Jubal has never liked a man, specially a white man, to wink at him, and it makes him uneasy when Mr. Turpin and Mr. Kenan commence to joshing while he helps them lift the big crate out.

“Boys at the Armory gone preciate this,” says Mr. Kenan, winking again. “After this party done, they be some young men wish they had n’t.”

But the crate is way too big and way too heavy for liquor, dead weight that staggers the three of them getting it out from the back and onto the dray. The springs complain when they thump it down.

“Yes sir,” says Mr. Turpin, “there be some heads hurtin fore this wingding over.”

Jubal just smiles the way they like and shoves the crate farther onto the platform. No need to tie it down with the Armory just about around the corner.

“Whatever you gennemen got in there,” he says, “they’s a good deal of it.”

Mr. Turpin throws a tarp over the crate and goes back inside. Mr. Kenan rides beside Jubal on the seat, looking glad there isn’t nearly anybody around, and hops down quick when they pull up behind the Armory. Mr. Kenan was the Customs House man, where they say you make more salary than the governor. When they give it to John Dancy, who is colored, a lot of people thought there would be trouble but so far it’s just noise.

“Get us some more hands,” says Mr. Kenan, and hurries inside.

Jubal pulls the tarp off and tries to peek between the slats of the crate but it’s covered in there too. Sure as hell aint no whiskey bottles. Mr. Kenan comes out with Colonel Moore and another man Jubal doesn’t know, young man with blisters on his nose. Colonel Moore won’t hardly look at him but then he is one of them die-hard Confederates, marches with the Klan and still hasn’t give up the emancipation war for lost.

Jubal climbs up and kneels and puts his shoulder to the crate to get it sliding, while Mr. Kenan and the white boy take the weight of the back end. He hops down to take a corner but Colonel Moore shoulders him away.

“We got it from here,” he says.

So Jubal holds the back door open for them and when they’re through Colonel Moore calls, “You shut that, boy.”

He’s got to wait to be paid then. It’s always better if you help them carry it in cause then you just stand there in the way till somebody notices and pays and usually give you a tip on top of it. When they leave you outside there’s no telling, you just wait and even if they have forgotten about you they act like you done something wrong if you knock to remind them.

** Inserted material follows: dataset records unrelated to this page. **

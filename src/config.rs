use crate::error::{ImportError, Result};
use serde::Deserialize;
use std::fs;
use std::path::Path;

#[derive(Debug, Default, Deserialize)]
#[serde(default)]
pub struct Config {
    pub import: ImportConfig,
    pub logging: LoggingConfig,
}

#[derive(Debug, Deserialize)]
#[serde(default)]
pub struct ImportConfig {
    /// Upper bound on persistence work for a single record, in seconds.
    pub timeout_seconds: u64,
}

#[derive(Debug, Deserialize)]
#[serde(default)]
pub struct LoggingConfig {
    pub dir: String,
}

impl Default for ImportConfig {
    fn default() -> Self {
        Self { timeout_seconds: 30 }
    }
}

impl Default for LoggingConfig {
    fn default() -> Self {
        Self { dir: "logs".to_string() }
    }
}

impl Config {
    /// Load `config.toml` from the working directory, falling back to
    /// defaults when the file is absent.
    pub fn load() -> Result<Self> {
        let config_path = "config.toml";
        if !Path::new(config_path).exists() {
            return Ok(Config::default());
        }
        let config_content = fs::read_to_string(config_path).map_err(|e| {
            ImportError::Config(format!("Failed to read config file '{}': {}", config_path, e))
        })?;

        let config: Config = toml::from_str(&config_content)?;
        Ok(config)
    }
}
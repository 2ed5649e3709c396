use crate::error::{ImportError, Result};
use std::fs::File;
use std::path::Path;
use std::sync::Arc;

/// One decoded source row: raw text values addressed by column name.
#[derive(Debug, Clone)]
pub struct RawRecord {
    headers: Arc<Vec<String>>,
    values: Vec<String>,
}

impl RawRecord {
    pub fn new(headers: Arc<Vec<String>>, values: Vec<String>) -> Self {
        Self { headers, values }
    }

    /// Look up a logical field by an ordered list of synonym column names.
    ///
    /// Candidates are tried in priority order and the first non-empty
    /// trimmed value wins. Column names are matched against the lowercased
    /// header row, so candidates must be lowercase.
    pub fn field(&self, candidates: &[&str]) -> Option<&str> {
        for name in candidates {
            if let Some(idx) = self.headers.iter().position(|h| h == name) {
                if let Some(value) = self.values.get(idx) {
                    let value = value.trim();
                    if !value.is_empty() {
                        return Some(value);
                    }
                }
            }
        }
        None
    }

    /// Like `field`, but returns an owned value.
    pub fn field_owned(&self, candidates: &[&str]) -> Option<String> {
        self.field(candidates).map(str::to_string)
    }
}

/// Lazy reader over a delimited UTF-8 source with a header row.
///
/// Opening decodes the header eagerly; records stream one at a time. Any
/// open or decode failure is `SourceUnreadable`, which is fatal for the
/// whole run. Calling `open` again restarts from the top of the file.
#[derive(Debug)]
pub struct SourceReader {
    reader: csv::Reader<File>,
    headers: Arc<Vec<String>>,
}

impl SourceReader {
    pub fn open(path: &Path) -> Result<Self> {
        let mut reader = csv::ReaderBuilder::new()
            .trim(csv::Trim::All)
            .flexible(true)
            .from_path(path)
            .map_err(|e| {
                ImportError::SourceUnreadable(format!("cannot open {}: {}", path.display(), e))
            })?;

        let headers = reader
            .headers()
            .map_err(|e| {
                ImportError::SourceUnreadable(format!(
                    "cannot decode header row of {}: {}",
                    path.display(),
                    e
                ))
            })?
            .iter()
            .map(|h| h.trim().to_lowercase())
            .collect::<Vec<_>>();

        Ok(Self { reader, headers: Arc::new(headers) })
    }

    /// Consume the reader, yielding records in source order.
    pub fn records(self) -> impl Iterator<Item = Result<RawRecord>> {
        let headers = self.headers;
        self.reader.into_records().map(move |row| {
            let row = row
                .map_err(|e| ImportError::SourceUnreadable(format!("cannot decode record: {}", e)))?;
            let values = row.iter().map(str::to_string).collect();
            Ok(RawRecord::new(Arc::clone(&headers), values))
        })
    }
}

But Mr. Kenan hurries out and gives him an extra twenty-five cents even though he didn’t help them bring it in, and winks.

“Don’t be careless how you spend that, now,” he says. “Don’t let the devil get it all.”

Dan is pulling his lip up and farting more as they roll empty back to the stable, but keeps on pulling strong and steady, and every time they pass a white man Jubal sneaks a look at their face to see if he can guess what they up to. Mance is right, he thinks. Acting strange and skittish.

Not knowing what their problem is, Milsap has to lug both boxes of tools, but it’s just a short walk to the Armory. It used to belong to the Taylor brothers’ family and is more a clubhouse for the Light Infantry and their friends than a real fortress like in Raleigh or Charleston. There’s a long wait after he knocks and then it’s Mr. Kenan who answers the door and pulls him in.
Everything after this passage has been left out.